Entries shown:
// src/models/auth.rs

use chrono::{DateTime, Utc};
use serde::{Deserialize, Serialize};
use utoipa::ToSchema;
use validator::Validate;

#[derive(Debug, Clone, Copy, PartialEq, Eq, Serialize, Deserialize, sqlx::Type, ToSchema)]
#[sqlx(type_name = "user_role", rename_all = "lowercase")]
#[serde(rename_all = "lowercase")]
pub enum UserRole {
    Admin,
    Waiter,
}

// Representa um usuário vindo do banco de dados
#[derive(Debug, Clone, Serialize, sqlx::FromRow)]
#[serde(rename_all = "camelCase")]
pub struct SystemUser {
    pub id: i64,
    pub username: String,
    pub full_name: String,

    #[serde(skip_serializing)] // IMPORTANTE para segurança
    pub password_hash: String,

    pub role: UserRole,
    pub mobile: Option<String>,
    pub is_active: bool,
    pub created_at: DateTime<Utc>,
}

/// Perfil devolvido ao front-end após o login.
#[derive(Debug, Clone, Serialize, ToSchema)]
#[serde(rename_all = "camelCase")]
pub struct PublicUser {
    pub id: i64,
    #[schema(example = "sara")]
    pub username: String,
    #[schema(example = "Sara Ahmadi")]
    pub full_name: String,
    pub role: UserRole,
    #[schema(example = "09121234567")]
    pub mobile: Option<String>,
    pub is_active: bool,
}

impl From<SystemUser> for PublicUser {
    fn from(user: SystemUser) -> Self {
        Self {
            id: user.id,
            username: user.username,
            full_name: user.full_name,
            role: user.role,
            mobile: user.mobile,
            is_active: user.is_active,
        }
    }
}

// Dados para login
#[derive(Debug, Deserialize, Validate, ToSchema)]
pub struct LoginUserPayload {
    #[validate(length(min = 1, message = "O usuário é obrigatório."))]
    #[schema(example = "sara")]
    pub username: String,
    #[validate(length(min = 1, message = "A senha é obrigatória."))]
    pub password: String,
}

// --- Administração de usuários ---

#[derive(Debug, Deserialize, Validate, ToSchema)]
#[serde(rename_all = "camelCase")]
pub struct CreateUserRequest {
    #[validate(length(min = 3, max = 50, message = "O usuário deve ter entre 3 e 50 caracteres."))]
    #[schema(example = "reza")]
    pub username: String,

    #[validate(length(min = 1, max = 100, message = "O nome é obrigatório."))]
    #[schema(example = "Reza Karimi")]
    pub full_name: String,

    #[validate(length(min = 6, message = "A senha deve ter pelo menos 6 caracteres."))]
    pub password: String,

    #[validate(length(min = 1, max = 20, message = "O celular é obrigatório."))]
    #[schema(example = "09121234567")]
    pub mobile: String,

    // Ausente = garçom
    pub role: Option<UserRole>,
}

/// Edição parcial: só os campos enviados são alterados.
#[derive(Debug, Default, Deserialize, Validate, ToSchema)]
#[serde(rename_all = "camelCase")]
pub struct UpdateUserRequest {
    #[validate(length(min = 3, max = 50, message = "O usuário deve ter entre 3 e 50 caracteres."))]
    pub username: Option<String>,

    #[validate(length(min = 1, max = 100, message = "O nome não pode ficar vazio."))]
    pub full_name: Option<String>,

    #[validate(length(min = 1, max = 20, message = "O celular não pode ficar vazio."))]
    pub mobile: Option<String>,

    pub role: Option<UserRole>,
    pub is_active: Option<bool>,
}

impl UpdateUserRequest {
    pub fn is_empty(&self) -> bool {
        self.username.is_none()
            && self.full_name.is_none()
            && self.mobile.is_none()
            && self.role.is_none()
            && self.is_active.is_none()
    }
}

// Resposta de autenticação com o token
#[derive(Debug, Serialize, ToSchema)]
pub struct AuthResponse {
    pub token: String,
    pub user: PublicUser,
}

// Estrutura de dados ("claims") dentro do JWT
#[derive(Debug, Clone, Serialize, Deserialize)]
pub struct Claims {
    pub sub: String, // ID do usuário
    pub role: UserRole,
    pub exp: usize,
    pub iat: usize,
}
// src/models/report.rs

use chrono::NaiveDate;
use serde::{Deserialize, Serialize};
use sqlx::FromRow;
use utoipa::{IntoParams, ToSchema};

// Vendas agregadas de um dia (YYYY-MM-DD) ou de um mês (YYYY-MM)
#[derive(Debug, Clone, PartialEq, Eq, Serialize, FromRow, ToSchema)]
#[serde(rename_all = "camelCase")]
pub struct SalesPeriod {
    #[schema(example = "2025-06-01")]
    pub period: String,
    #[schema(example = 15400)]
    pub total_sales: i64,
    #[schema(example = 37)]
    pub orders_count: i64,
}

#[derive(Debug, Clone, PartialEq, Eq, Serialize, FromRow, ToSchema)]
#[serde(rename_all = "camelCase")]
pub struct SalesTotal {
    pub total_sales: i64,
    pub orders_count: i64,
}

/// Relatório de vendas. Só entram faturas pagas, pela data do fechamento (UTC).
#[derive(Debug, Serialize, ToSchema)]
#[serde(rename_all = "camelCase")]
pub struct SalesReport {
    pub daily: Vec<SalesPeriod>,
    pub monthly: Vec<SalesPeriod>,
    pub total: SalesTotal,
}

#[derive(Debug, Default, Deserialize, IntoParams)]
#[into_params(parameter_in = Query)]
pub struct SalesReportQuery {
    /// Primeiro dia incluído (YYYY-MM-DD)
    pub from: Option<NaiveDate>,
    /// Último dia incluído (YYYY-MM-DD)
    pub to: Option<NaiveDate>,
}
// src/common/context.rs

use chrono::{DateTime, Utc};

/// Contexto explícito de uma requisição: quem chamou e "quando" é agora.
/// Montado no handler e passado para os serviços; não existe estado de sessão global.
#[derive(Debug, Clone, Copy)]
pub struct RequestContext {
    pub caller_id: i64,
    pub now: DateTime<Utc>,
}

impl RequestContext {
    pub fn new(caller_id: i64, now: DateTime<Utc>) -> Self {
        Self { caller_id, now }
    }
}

Assigned task:
The line containing "#[derive(Debug, Clone, Serialize, sqlx::FromRow)]" marks the end: copy exactly every line from the top of the data above down to it, that line included.

Written solution:
// src/models/auth.rs

use chrono::{DateTime, Utc};
use serde::{Deserialize, Serialize};
use utoipa::ToSchema;
use validator::Validate;

#[derive(Debug, Clone, Copy, PartialEq, Eq, Serialize, Deserialize, sqlx::Type, ToSchema)]
#[sqlx(type_name = "user_role", rename_all = "lowercase")]
#[serde(rename_all = "lowercase")]
pub enum UserRole {
    Admin,
    Waiter,
}

// Representa um usuário vindo do banco de dados
#[derive(Debug, Clone, Serialize, sqlx::FromRow)]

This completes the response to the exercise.